## What to work on
If a line in the listing below contains "Float", return that line.

=== Exercise materials ===

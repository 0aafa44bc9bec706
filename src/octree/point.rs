use crate::{MpzResult, MpzError};

use super::{
	CubeNode,
	LeafCube,
	LeafShape,
	World,
};

/// Which of the 8 children covers a point, given the child extent. Bit 0 is
/// x, bit 1 is y, bit 2 is z.
fn octant_index(x: i32, y: i32, z: i32, extent: i32) -> usize {
	let mut index = 0;
	if x & extent != 0 {
		index |= 1;
	}
	if y & extent != 0 {
		index |= 2;
	}
	if z & extent != 0 {
		index |= 4;
	}
	index
}

/// Walks down to the unit cell covering a point, splitting any larger leaf
/// along the way into 8 copies of itself. Callers check for no-op cases
/// before calling so the tree is never subdivided for nothing.
fn descend_mut(node: &mut CubeNode, x: i32, y: i32, z: i32, extent: i32) -> &mut CubeNode {
	if extent <= 1 {
		return node;
	}
	if let CubeNode::Leaf(leaf) = node {
		let children = leaf.split();
		*node = CubeNode::Children(children);
	}
	let half = extent >> 1;
	match node {
		CubeNode::Children(children) => {
			descend_mut(&mut children[octant_index(x, y, z, half)], x, y, z, half)
		}
		leaf => leaf,
	}
}

impl World {
	fn contains(&self, x: i32, y: i32, z: i32) -> bool {
		(0..self.size).contains(&x)
			&& (0..self.size).contains(&y)
			&& (0..self.size).contains(&z)
	}

	/// The leaf covering a point, however large that leaf happens to be.
	/// Returns [None] when the point lies outside the world, or when an
	/// unvalidated tree still has children at unit extent there.
	pub fn point_leaf(&self, x: i32, y: i32, z: i32) -> Option<&LeafCube> {
		if self.size < 2 || !self.contains(x, y, z) {
			return None;
		}
		let mut extent = self.size >> 1;
		let mut node = &self.roots[octant_index(x, y, z, extent)];
		while extent > 1 {
			extent >>= 1;
			match node {
				CubeNode::Children(children) => {
					node = &children[octant_index(x, y, z, extent)];
				}
				CubeNode::Leaf(_) => break,
			}
		}
		match node {
			CubeNode::Leaf(leaf) => Some(leaf),
			CubeNode::Children(_) => None,
		}
	}

	/// Whether the cell at a point holds geometry. Empty and LOD leaves and
	/// anything outside the world read as unpopulated.
	pub fn get_point(&self, x: i32, y: i32, z: i32) -> bool {
		match self.point_leaf(x, y, z) {
			Some(leaf) => matches!(leaf.shape, LeafShape::Solid | LeafShape::Normal(_)),
			None => false,
		}
	}

	/// Places a leaf at the unit cell covering a point, subdividing covering
	/// leaves as needed. Setting a cell to the value its covering leaf
	/// already holds leaves the tree untouched.
	pub fn set_point(&mut self, x: i32, y: i32, z: i32, leaf: LeafCube) -> MpzResult<()> {
		if self.size < 2 || !self.contains(x, y, z) {
			return Err(MpzError::OutOfRange);
		}
		if self.point_leaf(x, y, z) == Some(&leaf) {
			return Ok(());
		}
		let extent = self.size >> 1;
		let root = &mut self.roots[octant_index(x, y, z, extent)];
		let cell = descend_mut(root, x, y, z, extent);
		*cell = CubeNode::Leaf(leaf);
		Ok(())
	}

	/// Resets the unit cell covering a point back to empty. Clearing a cell
	/// whose covering leaf is already empty leaves the tree untouched.
	pub fn del_point(&mut self, x: i32, y: i32, z: i32) -> MpzResult<()> {
		if self.size < 2 || !self.contains(x, y, z) {
			return Err(MpzError::OutOfRange);
		}
		if matches!(self.point_leaf(x, y, z), Some(leaf) if leaf.shape == LeafShape::Empty) {
			return Ok(());
		}
		let extent = self.size >> 1;
		let root = &mut self.roots[octant_index(x, y, z, extent)];
		let cell = descend_mut(root, x, y, z, extent);
		*cell = CubeNode::Leaf(LeafCube::empty());
		Ok(())
	}
}
use crate::{
	MpzResult, MpzError,
	ioext::{Readable, Writable},
	map::{
		MapReader,
		MapWriter,
	},
};

use super::{
	CubeNode,
	LeafCube,
	LeafShape,
	SurfaceExtension,
	SurfaceInfo,
};

/// Deepest the cube tree may nest. No power-of-two world extent that fits in
/// an int32 can go deeper, so anything beyond this is corrupt input trying to
/// recurse forever.
pub const MAX_OCTREE_DEPTH: u32 = 32;

const OCTSAV_CHILDREN: u8 = 0;
const OCTSAV_EMPTY: u8 = 1;
const OCTSAV_SOLID: u8 = 2;
const OCTSAV_NORMAL: u8 = 3;
const OCTSAV_LODCUBE: u8 = 4;

impl Readable for SurfaceInfo {
	fn read_from(reader: &mut MapReader<'_>) -> MpzResult<Self> {
		Ok(Self {
			lmid: [reader.read_uchar()?, reader.read_uchar()?],
			verts: reader.read_uchar()?,
			numverts: reader.read_uchar()?,
		})
	}
}

impl Writable for SurfaceInfo {
	fn write_to(&self, writer: &mut MapWriter) -> MpzResult<usize> {
		writer.write_uchar(self.lmid[0]);
		writer.write_uchar(self.lmid[1]);
		writer.write_uchar(self.verts);
		writer.write_uchar(self.numverts);
		Ok(4)
	}
}

/// Decodes 8 sibling cubes, depth-first, child index 0 through 7. This
/// ordering is the wire contract shared with every other tool that touches
/// the format.
pub fn load_children(reader: &mut MapReader<'_>) -> MpzResult<Box<[CubeNode; 8]>> {
	load_children_at(reader, 0)
}

fn load_children_at(reader: &mut MapReader<'_>, depth: u32) -> MpzResult<Box<[CubeNode; 8]>> {
	if depth >= MAX_OCTREE_DEPTH {
		return Err(MpzError::OctreeTooDeep);
	}
	let mut children = CubeNode::empty_children();
	for child in children.iter_mut() {
		*child = load_cube(reader, depth)?;
	}
	Ok(children)
}

fn load_cube(reader: &mut MapReader<'_>, depth: u32) -> MpzResult<CubeNode> {
	let octsav = reader.read_uchar()?;
	let shape = match octsav & 0x7 {
		OCTSAV_CHILDREN => {
			return Ok(CubeNode::Children(load_children_at(reader, depth + 1)?));
		}
		OCTSAV_EMPTY => LeafShape::Empty,
		OCTSAV_SOLID => LeafShape::Solid,
		OCTSAV_NORMAL => {
			let mut edges = [0u8; 12];
			edges.copy_from_slice(reader.read_bytes(12)?);
			LeafShape::Normal(edges)
		}
		OCTSAV_LODCUBE => LeafShape::Lod,
		_ => return Err(MpzError::UnknownOctsav(octsav)),
	};
	let mut textures = [0u16; 6];
	for texture in textures.iter_mut() {
		*texture = reader.read_ushort()?;
	}
	let material = if octsav & 0x40 != 0 {
		Some(reader.read_ushort()?)
	} else {
		None
	};
	let merged = if octsav & 0x80 != 0 {
		Some(reader.read_uchar()?)
	} else {
		None
	};
	let surfaces = if octsav & 0x20 != 0 {
		Some(load_surfaces(reader)?)
	} else {
		None
	};
	Ok(CubeNode::Leaf(LeafCube {
		shape,
		textures,
		material,
		merged,
		surfaces,
	}))
}

fn load_surfaces(reader: &mut MapReader<'_>) -> MpzResult<SurfaceExtension> {
	let surfmask = reader.read_uchar()?;
	let total_verts = reader.read_uchar()?;
	let mut faces: [Option<SurfaceInfo>; 6] = [None; 6];
	for (index, face) in faces.iter_mut().enumerate() {
		if surfmask & (1 << index) == 0 {
			continue;
		}
		let mut surf = SurfaceInfo::read_from(reader)?;
		if surf.total_verts() != 0 {
			// Skipping the vertex payload would desynchronize every
			// following sibling, so refuse the whole map.
			return Err(MpzError::UnsupportedVertexData(surf.numverts));
		}
		surf.verts = 0;
		*face = Some(surf);
	}
	Ok(SurfaceExtension { total_verts, faces })
}

/// Encodes 8 sibling cubes, the mirror image of [load_children].
pub fn save_children(writer: &mut MapWriter, children: &[CubeNode; 8]) -> MpzResult<usize> {
	let start = writer.len();
	for child in children.iter() {
		save_cube(writer, child)?;
	}
	Ok(writer.len() - start)
}

fn save_cube(writer: &mut MapWriter, node: &CubeNode) -> MpzResult<()> {
	let leaf = match node {
		CubeNode::Children(children) => {
			writer.write_uchar(OCTSAV_CHILDREN);
			save_children(writer, children)?;
			return Ok(());
		}
		CubeNode::Leaf(leaf) => leaf,
	};
	writer.write_uchar(octsav_tag(leaf));
	if let LeafShape::Normal(edges) = &leaf.shape {
		writer.write_bytes(edges);
	}
	for &texture in leaf.textures.iter() {
		writer.write_ushort(texture);
	}
	if let Some(material) = leaf.material {
		writer.write_ushort(material);
	}
	if let Some(merged) = leaf.merged {
		writer.write_uchar(merged);
	}
	if let Some(surfaces) = &leaf.surfaces {
		save_surfaces(writer, surfaces)?;
	}
	Ok(())
}

/// The wire tag of a leaf is derived from its structure, never replayed from
/// the decode.
fn octsav_tag(leaf: &LeafCube) -> u8 {
	let mut tag = match leaf.shape {
		LeafShape::Empty => OCTSAV_EMPTY,
		LeafShape::Solid => OCTSAV_SOLID,
		LeafShape::Normal(_) => OCTSAV_NORMAL,
		LeafShape::Lod => OCTSAV_LODCUBE,
	};
	if leaf.surfaces.is_some() {
		tag |= 0x20;
	}
	if leaf.material.is_some() {
		tag |= 0x40;
	}
	if leaf.merged.is_some() {
		tag |= 0x80;
	}
	tag
}

fn save_surfaces(writer: &mut MapWriter, surfaces: &SurfaceExtension) -> MpzResult<()> {
	let mut surfmask = 0u8;
	for (index, face) in surfaces.faces.iter().enumerate() {
		if face.is_some() {
			surfmask |= 1 << index;
		}
	}
	writer.write_uchar(surfmask);
	writer.write_uchar(surfaces.total_verts);
	for surf in surfaces.faces.iter().flatten() {
		if surf.verts != 0 || surf.total_verts() != 0 {
			return Err(MpzError::UnsupportedVertexData(surf.numverts));
		}
		surf.write_to(writer)?;
	}
	Ok(())
}
pub mod error;
pub mod ioext;
pub mod map;
pub mod octree;

pub use flate2;

pub use error::MpzError;
pub use error::MpzResult;
pub use map::Map;
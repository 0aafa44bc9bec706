use byteorder::{ByteOrder, LittleEndian};

use super::{
	CubeNode,
	LeafShape,
	World,
};

/// Largest half-extent a single leaf may cover before it gets subdivided.
const MAX_LEAF_EXTENT: i32 = 0x1000;

/// Repairs a freshly decoded world in place so the rest of the engine can
/// trust its shape:
///
/// * internal nodes at unit extent lose their children and become solid,
/// * leaves wider than [MAX_LEAF_EXTENT] are split into eight copies,
/// * freeform leaves whose edges describe no volume collapse to empty.
///
/// Empty, solid and LOD leaves always survive unchanged.
pub fn validate(world: &mut World) {
	validate_children(&mut world.roots, world.size >> 1);
}

fn validate_children(children: &mut [CubeNode; 8], size: i32) {
	for child in children.iter_mut() {
		validate_cube(child, size);
	}
}

fn validate_cube(node: &mut CubeNode, size: i32) {
	match node {
		CubeNode::Children(_) if size <= 1 => {
			*node = CubeNode::solid();
		}
		CubeNode::Children(children) => {
			validate_children(children, size >> 1);
		}
		CubeNode::Leaf(leaf) if size > MAX_LEAF_EXTENT => {
			let mut children = leaf.split();
			validate_children(&mut children, size >> 1);
			*node = CubeNode::Children(children);
		}
		CubeNode::Leaf(leaf) => {
			if let LeafShape::Normal(edges) = &leaf.shape {
				if degenerate(edges) {
					leaf.shape = LeafShape::Empty;
				}
			}
		}
	}
}

/// A freeform leaf is degenerate when any face has an edge pair that never
/// separates, or an endpoint outside the 0..=8 grid. The bit tricks work on
/// a whole face word at once, four edge bytes per axis.
fn degenerate(edges: &[u8; 12]) -> bool {
	face_words(edges).iter().any(|&face| {
		let e0 = face & 0x0F0F_0F0F;
		let e1 = (face >> 4) & 0x0F0F_0F0F;
		e0 == e1
			|| (e1.wrapping_add(0x0707_0707) | e1.wrapping_sub(e0)) & 0xF0F0_F0F0 != 0
	})
}

fn face_words(edges: &[u8; 12]) -> [u32; 3] {
	[
		LittleEndian::read_u32(&edges[0..4]),
		LittleEndian::read_u32(&edges[4..8]),
		LittleEndian::read_u32(&edges[8..12]),
	]
}
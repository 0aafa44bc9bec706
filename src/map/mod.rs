use std::{
	fs::File,
	io::{Read, Write},
	path::Path,
};

use flate2::{
	Compression,
	read::GzDecoder,
	write::GzEncoder,
};
use indexmap::IndexMap;
use serde::{Deserialize, Serialize};

use crate::{
	MpzResult, MpzError,
	ioext::{Readable, Writable},
	octree::{
		codec::{load_children, save_children},
		validate::validate,
		World,
	},
};

pub mod entity;
mod json;
pub mod reader;
pub mod variable;
pub mod vslot;
pub mod writer;

pub use entity::{Entity, EntityKind, MAX_ENT_ATTRS};
pub use reader::MapReader;
pub use variable::{MapVariable, read_variables, write_variables};
pub use vslot::{SlotShaderParam, VSlot, VSlotChanged, load_vslots, save_vslots};
pub use writer::MapWriter;

/// Format version this library writes.
pub const MAP_VERSION: i32 = 43;
/// Byte length of everything from the magic through the variable count.
pub const MAP_HEADER_SIZE: i32 = 52;
/// Game protocol version stamped into new maps.
pub const GAME_VERSION: i32 = 229;
/// Game identifier stamped into new maps.
pub const GAME_IDENT: &str = "fps";
/// Longest accepted length for counted strings such as shader parameter
/// names. Anything at or past this is treated as stream corruption.
pub const MAX_STR_LEN: usize = 512;

/// The two magic tags a map file may open with.
#[derive(Debug, Clone, Copy, PartialEq, Eq, Serialize, Deserialize)]
pub enum MapMagic {
	#[serde(rename = "MAPZ")]
	Mapz,
	#[serde(rename = "BFGZ")]
	Bfgz,
}

impl MapMagic {
	pub fn as_bytes(self) -> &'static [u8; 4] {
		match self {
			MapMagic::Mapz => b"MAPZ",
			MapMagic::Bfgz => b"BFGZ",
		}
	}

	pub fn from_bytes(bytes: [u8; 4]) -> MpzResult<Self> {
		match &bytes {
			b"MAPZ" => Ok(MapMagic::Mapz),
			b"BFGZ" => Ok(MapMagic::Bfgz),
			_ => Err(MpzError::BadMagic(bytes)),
		}
	}
}

/// The fixed header meta block: 8 int32 fields, the game identifier and the
/// variable count, in wire order.
///
/// The counts here describe what the file claims to contain. On encode the
/// worldsize, entity, vslot and variable counts are re-derived from the live
/// sequences; `numpvs`, `lightmaps` and `blendmap` describe sections this
/// library never parses and are carried through verbatim.
#[derive(Debug, Clone, PartialEq, Serialize, Deserialize)]
pub struct MapMeta {
	pub worldsize: i32,
	pub numents: i32,
	pub numpvs: i32,
	pub lightmaps: i32,
	pub blendmap: i32,
	pub numvslots: i32,
	pub gamever: i32,
	pub revision: i32,
	pub gameident: String,
	pub numvars: i32,
}

impl Readable for MapMeta {
	fn read_from(reader: &mut MapReader<'_>) -> MpzResult<Self> {
		Ok(Self {
			worldsize: reader.read_int()?,
			numents: reader.read_int()?,
			numpvs: reader.read_int()?,
			lightmaps: reader.read_int()?,
			blendmap: reader.read_int()?,
			numvslots: reader.read_int()?,
			gamever: reader.read_int()?,
			revision: reader.read_int()?,
			// 3 characters plus a terminator on the wire.
			gameident: reader.read_str(3, true)?,
			numvars: reader.read_int()?,
		})
	}
}

impl Writable for MapMeta {
	fn write_to(&self, writer: &mut MapWriter) -> MpzResult<usize> {
		MpzError::range_check(self.gameident.len(), 3..=3)?;
		let start = writer.len();
		writer.write_int(self.worldsize);
		writer.write_int(self.numents);
		writer.write_int(self.numpvs);
		writer.write_int(self.lightmaps);
		writer.write_int(self.blendmap);
		writer.write_int(self.numvslots);
		writer.write_int(self.gamever);
		writer.write_int(self.revision);
		writer.write_str(&self.gameident, true);
		writer.write_int(self.numvars);
		Ok(writer.len() - start)
	}
}

/// A whole map: header, variables, texture MRU, entities, the vslot chain
/// and the cube tree, exactly the sections of the on-disk container.
///
/// [Map::open] and [Map::save] handle the gzip wrapping; [Map::decode] and
/// [Map::encode] work on the decompressed body. The world field is skipped
/// when deserializing from JSON, see [Map::from_json].
#[derive(Debug, Clone, PartialEq, Serialize, Deserialize)]
pub struct Map {
	pub magic: MapMagic,
	pub version: i32,
	pub headersize: i32,
	pub meta: MapMeta,
	pub variables: IndexMap<String, MapVariable>,
	pub texmru: Vec<u16>,
	pub entities: Vec<Entity>,
	pub vslots: Vec<VSlot>,
	pub vslot_codes: Vec<i32>,
	#[serde(skip_deserializing)]
	pub world: World,
}

impl Map {
	/// A fresh, empty map of the given power-of-two world size, stamped with
	/// the current format and game versions.
	pub fn new(worldsize: i32) -> MpzResult<Self> {
		if worldsize < 2 || (worldsize & (worldsize - 1)) != 0 {
			return Err(MpzError::OutOfRange);
		}
		Ok(Self {
			magic: MapMagic::Mapz,
			version: MAP_VERSION,
			headersize: MAP_HEADER_SIZE,
			meta: MapMeta {
				worldsize,
				numents: 0,
				numpvs: 0,
				lightmaps: 0,
				blendmap: 0,
				numvslots: 0,
				gamever: GAME_VERSION,
				revision: 1,
				gameident: GAME_IDENT.to_owned(),
				numvars: 0,
			},
			variables: IndexMap::new(),
			texmru: Vec::new(),
			entities: Vec::new(),
			vslots: Vec::new(),
			vslot_codes: Vec::new(),
			world: World::empty(worldsize),
		})
	}

	/// Decodes a decompressed map body. The world is validated before it is
	/// returned, so the tree already honors the engine's shape invariants.
	pub fn decode(data: &[u8]) -> MpzResult<Self> {
		let mut reader = MapReader::new(data);
		let mut magic = [0u8; 4];
		magic.copy_from_slice(reader.read_bytes(4)?);
		let magic = MapMagic::from_bytes(magic)?;
		let version = reader.read_int()?;
		let headersize = reader.read_int()?;
		let meta = MapMeta::read_from(&mut reader)?;
		log::debug!(
			"{magic:?} v{version}: worldsize {}, {} entities, {} vslots",
			meta.worldsize,
			meta.numents,
			meta.numvslots,
		);
		let variables = read_variables(&mut reader, meta.numvars)?;
		let texmru_len = reader.read_ushort()?;
		let mut texmru = Vec::with_capacity(texmru_len as usize);
		for _ in 0..texmru_len {
			texmru.push(reader.read_ushort()?);
		}
		MpzError::range_check(meta.numents, 0..)?;
		let mut entities = Vec::new();
		for _ in 0..meta.numents {
			entities.push(Entity::read_from(&mut reader)?);
		}
		let (vslots, vslot_codes) = load_vslots(&mut reader, meta.numvslots)?;
		let roots = load_children(&mut reader)?;
		let mut world = World {
			size: meta.worldsize,
			roots,
		};
		validate(&mut world);
		if reader.remaining() > 0 {
			log::debug!("ignoring {} trailing bytes after the world block", reader.remaining());
		}
		Ok(Self {
			magic,
			version,
			headersize,
			meta,
			variables,
			texmru,
			entities,
			vslots,
			vslot_codes,
			world,
		})
	}

	/// Encodes the decompressed map body. Counts in the written meta block
	/// come from the live sequences, never from stale header fields.
	pub fn encode(&self) -> MpzResult<Vec<u8>> {
		let meta = MapMeta {
			worldsize: self.world.size,
			numents: self.entities.len() as i32,
			numvslots: self.vslots.len() as i32,
			numvars: self.variables.len() as i32,
			..self.meta.clone()
		};
		let mut writer = MapWriter::new();
		writer.write_bytes(self.magic.as_bytes());
		writer.write_int(self.version);
		writer.write_int(self.headersize);
		meta.write_to(&mut writer)?;
		write_variables(&mut writer, &self.variables)?;
		MpzError::range_check(self.texmru.len(), 0..=u16::MAX as usize)?;
		writer.write_ushort(self.texmru.len() as u16);
		for &texture in self.texmru.iter() {
			writer.write_ushort(texture);
		}
		for entity in self.entities.iter() {
			entity.write_to(&mut writer)?;
		}
		save_vslots(&mut writer, &self.vslots, &self.vslot_codes)?;
		save_children(&mut writer, &self.world.roots)?;
		Ok(writer.finish())
	}

	/// Reads and decodes a gzip-compressed map file.
	pub fn open<P: AsRef<Path>>(path: P) -> MpzResult<Self> {
		let file = File::open(path)?;
		let mut decoder = GzDecoder::new(file);
		let mut data = Vec::new();
		decoder.read_to_end(&mut data)?;
		Self::decode(&data)
	}

	/// Encodes and writes a gzip-compressed map file. The bytes go to a
	/// scratch file next to the destination first and only replace it once
	/// the whole write has succeeded, so a failure partway through never
	/// leaves a truncated map behind.
	pub fn save<P: AsRef<Path>>(&self, path: P) -> MpzResult<()> {
		let data = self.encode()?;
		let path = path.as_ref();
		let dir = match path.parent() {
			Some(parent) if !parent.as_os_str().is_empty() => parent,
			_ => Path::new("."),
		};
		let scratch = tempfile::NamedTempFile::new_in(dir)?;
		let mut encoder = GzEncoder::new(scratch, Compression::default());
		encoder.write_all(&data)?;
		let scratch = encoder.finish()?;
		scratch.persist(path).map_err(|err| err.error)?;
		Ok(())
	}
}
use indexmap::IndexMap;
use serde::{Deserialize, Serialize};

use crate::{
	MpzResult, MpzError,
	ioext::{Readable, Writable},
};

use super::{
	MapReader,
	MapWriter,
};

/// A typed map variable. The wire encoding is an int32 type tag (0, 1 or 2)
/// followed by the payload; a string payload carries its own int32 length and
/// a trailing NUL. Any other tag is unrecoverable corruption.
#[derive(Debug, Clone, PartialEq, Serialize, Deserialize)]
pub enum MapVariable {
	Int(i32),
	Float(f32),
	Str(String),
}

impl MapVariable {
	/// The wire tag this variable is stored with.
	pub fn type_tag(&self) -> i32 {
		match self {
			MapVariable::Int(_) => 0,
			MapVariable::Float(_) => 1,
			MapVariable::Str(_) => 2,
		}
	}
}

impl Readable for MapVariable {
	fn read_from(reader: &mut MapReader<'_>) -> MpzResult<Self> {
		let tag = reader.read_int()?;
		Ok(match tag {
			0 => MapVariable::Int(reader.read_int()?),
			1 => MapVariable::Float(reader.read_float()?),
			2 => {
				let len = reader.read_int()?.max(0) as usize;
				MapVariable::Str(reader.read_str(len, true)?)
			}
			other => return Err(MpzError::UnknownVariableType(other)),
		})
	}
}

impl Writable for MapVariable {
	fn write_to(&self, writer: &mut MapWriter) -> MpzResult<usize> {
		let start = writer.len();
		writer.write_int(self.type_tag());
		match self {
			MapVariable::Int(value) => writer.write_int(*value),
			MapVariable::Float(value) => writer.write_float(*value),
			MapVariable::Str(value) => {
				writer.write_int(value.len() as i32);
				writer.write_str(value, true);
			}
		}
		Ok(writer.len() - start)
	}
}

/// Reads the map-variables block: `numvars` repetitions of a length-prefixed,
/// null-terminated name followed by a typed payload. Wire order is preserved
/// in the returned map.
pub fn read_variables(
	reader: &mut MapReader<'_>,
	numvars: i32,
) -> MpzResult<IndexMap<String, MapVariable>> {
	let mut variables = IndexMap::new();
	for _ in 0..numvars.max(0) {
		let name_len = reader.read_int()?.max(0) as usize;
		let name = reader.read_str(name_len, true)?;
		let value = MapVariable::read_from(reader)?;
		variables.insert(name, value);
	}
	Ok(variables)
}

/// Mirror of [read_variables]. Name lengths are re-derived from the strings.
pub fn write_variables(
	writer: &mut MapWriter,
	variables: &IndexMap<String, MapVariable>,
) -> MpzResult<usize> {
	let start = writer.len();
	for (name, value) in variables {
		writer.write_int(name.len() as i32);
		writer.write_str(name, true);
		value.write_to(writer)?;
	}
	Ok(writer.len() - start)
}

#[cfg(test)]
mod tests {
	use super::*;

	#[test]
	fn variables_round_trip_test() {
		let mut variables = IndexMap::new();
		variables.insert("maptitle".to_owned(), MapVariable::Str("untitled".to_owned()));
		variables.insert("gravity".to_owned(), MapVariable::Int(50));
		variables.insert("ambient".to_owned(), MapVariable::Float(0.1));

		let mut writer = MapWriter::new();
		write_variables(&mut writer, &variables).unwrap();
		let data = writer.finish();

		let mut reader = MapReader::new(&data);
		let decoded = read_variables(&mut reader, 3).unwrap();
		assert_eq!(decoded, variables);
		assert_eq!(reader.remaining(), 0);
	}

	#[test]
	fn unknown_type_test() {
		let mut writer = MapWriter::new();
		writer.write_int(4);          // name length
		writer.write_str("skyr", true);
		writer.write_int(9);          // no such type tag
		let data = writer.finish();

		let mut reader = MapReader::new(&data);
		assert!(matches!(
			read_variables(&mut reader, 1),
			Err(MpzError::UnknownVariableType(9))
		));
	}

	#[test]
	fn wire_layout_test() {
		// One string variable: name "a", value "bc".
		let mut variables = IndexMap::new();
		variables.insert("a".to_owned(), MapVariable::Str("bc".to_owned()));
		let mut writer = MapWriter::new();
		write_variables(&mut writer, &variables).unwrap();
		let data = writer.finish();
		assert_eq!(
			data,
			[
				1, 0, 0, 0,        // name length
				b'a', 0,           // name + NUL
				2, 0, 0, 0,        // type tag: string
				2, 0, 0, 0,        // payload length
				b'b', b'c', 0,     // payload + NUL
			]
		);
	}
}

===

## Answer box
	Float(f32),
			MapVariable::Float(_) => 1,
			1 => MapVariable::Float(reader.read_float()?),
			MapVariable::Float(value) => writer.write_float(*value),
		variables.insert("ambient".to_owned(), MapVariable::Float(0.1));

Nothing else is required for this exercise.